A letter came in the mail the other day that I’ll be granted tenure in August… and so it goes.

Looking back on the last and first five years at WSU there are a lot of lessons learned.

One of the most important being what to teach. Dr. Chuck’s adage is best, “Always remember what you’re teaching your students, because all they remember is confidence.” That’s confidence in both you and themselves. Even that simple word, confidence, is complicated.

I was lucky that my first class was undergrad thermodynamics — a foundational class with a well established process, one that I was well prepared to deliver. Like most new faculty, it was hard, very hard, too hard. I had my advisors new text that was pending publication to glean homework problems from that nobody had the solutions for. I had a new software program to the university. I had one of the better groups of students that MME had in a few years. I implemented a no-office-hours policy, if there was a question it was first posted to a class discussion forum where a classmate could answer. Frequent homework included qualitative peer discussions, and extensive quantitative analysis. No flipped classrooms, standard lecture style. The results were clear a few years later. The top two Fundamentals of Engineering (FE) exam scores on the thermodynamics questions in WSU history came 1-1.5 years after each of my thermo sections.

The message came early, I could perform at teaching the fundamentals and the WSU students could perform well above the national average… and I repeated it. In many ways better and more efficiently than some of the leading teaching texts advocated. What to do now? More of the same?

This was where Dr. Chuck came in again to make me realize how narrow my view of teaching was. I really didn’t realize that the student’s frail confidence was a carefully constructed house of cards…

Take for example a differential equations class, you’re given an equation and asked to find a solution. Even Wolfram-Alfa can do this now. At the end of the class ask a student to setup that differential equation given a story problem, and the vast majority can’t. If I asked many of the thermo students to take a real world problem to setup a thermodynamic problem similar to their homeworks for solution they’d have a hard time. Go one step further– get them to find a real person that actually has a real thermo problem needing solved, then have them setup the problem, then solve. Now here’s a challenge that nearly everyone struggles with — but one that unquestionably makes the world better when we do. So why not do it all the time?

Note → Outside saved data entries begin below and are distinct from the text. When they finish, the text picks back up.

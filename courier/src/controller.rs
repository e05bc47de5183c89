//! The `Courier` controller: configuration, task wiring and shutdown.

use std::{
    sync::{Arc, LazyLock},
    time::Duration,
};

use courier_common::{Signal, internal, logging};
use courier_control::{ControlAuthConfig, ControlServer, DEFAULT_CONTROL_SOCKET};
use courier_dispatch::{
    DispatchConfig, DispatchProcessor, LocalFetcher, RetryStrategy, SmtpTimeouts, SmtpTransport,
};
use courier_report::{ReportConfig, ReportSynchronizer, SyncClient};
use courier_smtp::{SmtpPool, TcpConnector};
use courier_store::{PlaintextSecrets, Store};
use serde::Deserialize;
use tokio::sync::broadcast;

use crate::handler::CourierHandler;

/// Store configuration section.
#[derive(Debug, Clone, Deserialize)]
pub struct StoreSection {
    /// Path of the SQLite database file.
    #[serde(default = "defaults::db_path")]
    pub path: String,
}

impl Default for StoreSection {
    fn default() -> Self {
        Self {
            path: defaults::db_path(),
        }
    }
}

/// SMTP pool and transaction configuration section.
#[derive(Debug, Clone, Deserialize)]
pub struct SmtpSection {
    #[serde(default = "defaults::max_per_account")]
    pub max_per_account: usize,
    #[serde(default = "defaults::helo_name")]
    pub helo_name: String,
    #[serde(default = "defaults::connect_timeout_secs")]
    pub connect_timeout_secs: u64,
    #[serde(default = "defaults::acquire_timeout_secs")]
    pub acquire_timeout_secs: u64,
    /// Accept invalid TLS certificates; integration testing only.
    #[serde(default)]
    pub accept_invalid_certs: bool,
    #[serde(default)]
    pub timeouts: SmtpTimeouts,
}

impl Default for SmtpSection {
    fn default() -> Self {
        Self {
            max_per_account: defaults::max_per_account(),
            helo_name: defaults::helo_name(),
            connect_timeout_secs: defaults::connect_timeout_secs(),
            acquire_timeout_secs: defaults::acquire_timeout_secs(),
            accept_invalid_certs: false,
            timeouts: SmtpTimeouts::default(),
        }
    }
}

/// Control socket configuration section.
#[derive(Debug, Clone, Deserialize)]
pub struct ControlSection {
    #[serde(default = "defaults::socket_path")]
    pub socket_path: String,
    #[serde(default)]
    pub auth: ControlAuthConfig,
}

impl Default for ControlSection {
    fn default() -> Self {
        Self {
            socket_path: defaults::socket_path(),
            auth: ControlAuthConfig::default(),
        }
    }
}

mod defaults {
    pub fn db_path() -> String {
        "courier.db".to_string()
    }

    pub const fn max_per_account() -> usize {
        5
    }

    pub fn helo_name() -> String {
        "courier".to_string()
    }

    pub const fn connect_timeout_secs() -> u64 {
        10
    }

    pub const fn acquire_timeout_secs() -> u64 {
        30
    }

    pub fn socket_path() -> String {
        super::DEFAULT_CONTROL_SOCKET.to_string()
    }
}

/// The whole relay, deserialized from one TOML file.
#[derive(Debug, Default, Deserialize)]
pub struct Courier {
    #[serde(default)]
    store: StoreSection,
    #[serde(alias = "dispatch", default)]
    dispatch: DispatchConfig,
    #[serde(default)]
    retry: RetryStrategy,
    #[serde(alias = "report", default)]
    report: ReportConfig,
    #[serde(alias = "smtp", default)]
    smtp: SmtpSection,
    #[serde(alias = "control", default)]
    control: ControlSection,
}

pub static SHUTDOWN_BROADCAST: LazyLock<broadcast::Sender<Signal>> = LazyLock::new(|| {
    let (sender, _receiver) = broadcast::channel(64);
    sender
});

async fn shutdown() -> anyhow::Result<()> {
    let mut terminate = tokio::signal::unix::signal(tokio::signal::unix::SignalKind::terminate())?;

    tokio::select! {
        _ = tokio::signal::ctrl_c() => {
            internal!("CTRL+C entered -- enter it again to force shutdown");
        }
        _ = terminate.recv() => {
            internal!("terminate signal received, shutting down");
        }
    };

    let mut receiver = SHUTDOWN_BROADCAST.subscribe();

    SHUTDOWN_BROADCAST
        .send(Signal::Shutdown)
        .map_err(|e| std::io::Error::new(std::io::ErrorKind::Interrupted, e.to_string()))?;

    loop {
        tokio::select! {
            sig = receiver.recv() => {
                match sig {
                    Ok(s) => tracing::debug!("received {s:?}"),
                    Err(broadcast::error::RecvError::Closed) => break,
                    Err(e) => tracing::debug!("received: {e:?}"),
                }
            }

            _ = tokio::signal::ctrl_c() => {
                break;
            }
        }
    }

    Ok(())
}

impl Courier {
    /// Parse a controller from TOML configuration text.
    pub fn from_toml(raw: &str) -> anyhow::Result<Self> {
        Ok(toml::from_str(raw)?)
    }

    /// Apply environment overrides (`COURIER_DB_PATH`, `COURIER_CONTROL_SOCKET`).
    pub fn apply_env(&mut self) {
        if let Ok(path) = std::env::var("COURIER_DB_PATH") {
            self.store.path = path;
        }
        if let Ok(path) = std::env::var("COURIER_CONTROL_SOCKET") {
            self.control.socket_path = path;
        }
    }

    /// Run this controller, and everything it controls.
    ///
    /// # Errors
    ///
    /// Returns an error if the store cannot be opened or one of the tasks
    /// fails fatally at startup.
    pub async fn run(self) -> anyhow::Result<()> {
        logging::init();

        let store = Store::open(&self.store.path, Arc::new(PlaintextSecrets)).await?;
        internal!("store opened at {}", self.store.path);

        let connector = TcpConnector {
            helo_name: self.smtp.helo_name.clone(),
            connect_timeout: Duration::from_secs(self.smtp.connect_timeout_secs),
            accept_invalid_certs: self.smtp.accept_invalid_certs,
        };
        let pool = SmtpPool::new(connector, self.smtp.max_per_account);
        let transport = Arc::new(
            SmtpTransport::new(pool, self.smtp.timeouts)
                .with_acquire_timeout(Duration::from_secs(self.smtp.acquire_timeout_secs)),
        );

        let dispatch = Arc::new(DispatchProcessor::new(
            store.clone(),
            transport,
            Arc::new(LocalFetcher),
            self.dispatch,
            self.retry,
        ));
        let report = Arc::new(ReportSynchronizer::new(
            store.clone(),
            SyncClient::default(),
            self.report,
        ));

        let handler = Arc::new(CourierHandler::new(
            store.clone(),
            dispatch.clone(),
            report.clone(),
        ));
        let control = ControlServer::new(self.control.socket_path, handler, self.control.auth);

        internal!("controller running");

        let ret = tokio::select! {
            r = dispatch.serve(SHUTDOWN_BROADCAST.subscribe()) => {
                r.map_err(anyhow::Error::from)
            }
            r = report.serve(SHUTDOWN_BROADCAST.subscribe()) => {
                r.map_err(anyhow::Error::from)
            }
            r = control.serve(SHUTDOWN_BROADCAST.subscribe()) => {
                r.map_err(anyhow::Error::from)
            }
            r = shutdown() => {
                r
            }
        };

        internal!("shutting down...");
        store.close().await;

        ret
    }
}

After switching to Systems Design and Experimental Design, I had more opportunities to address real problems with real clients in class. We took on a MachineScape art project, a $1 million prize challenge, and much, much, more. This lead me to change my values of what an education is for. I’ve also proposed models for restructuring curriculum to increase these opportunities. We don’t teach to an exam anymore. It’s nearly impossible to write an exam to assess what we do now.

Yet I still see high level speakers flown here to give high level lectures advocating the flipped classroom model. Please! Even in a flipped classroom, if you’re not having your students helping real clients through their work, you’re wasting everyone’s time. And if you’re giving the students huge, time-consuming, workloads and projects that don’t have a real client or problem at stake, you’re taking away from the other classes that do.

Last August I had the honor of going to breakfast with Rich Felder and Rebecca Brandt, the un-official thought leaders of the flipped classroom movement in engineering. I told them what we’re doing in Systems Design. Rich said to me, “Jake, how old are you?” I told him 32. He said, “You know what your problem is? By the time your 35 you will have accomplished all that any of us hoped to achieve in teaching and have nothing left.”

Hence why I’m here. A public, land-grant institution. I’m here to help the region and community– which will always have it’s fair share of problems and a need for students confident in solving them.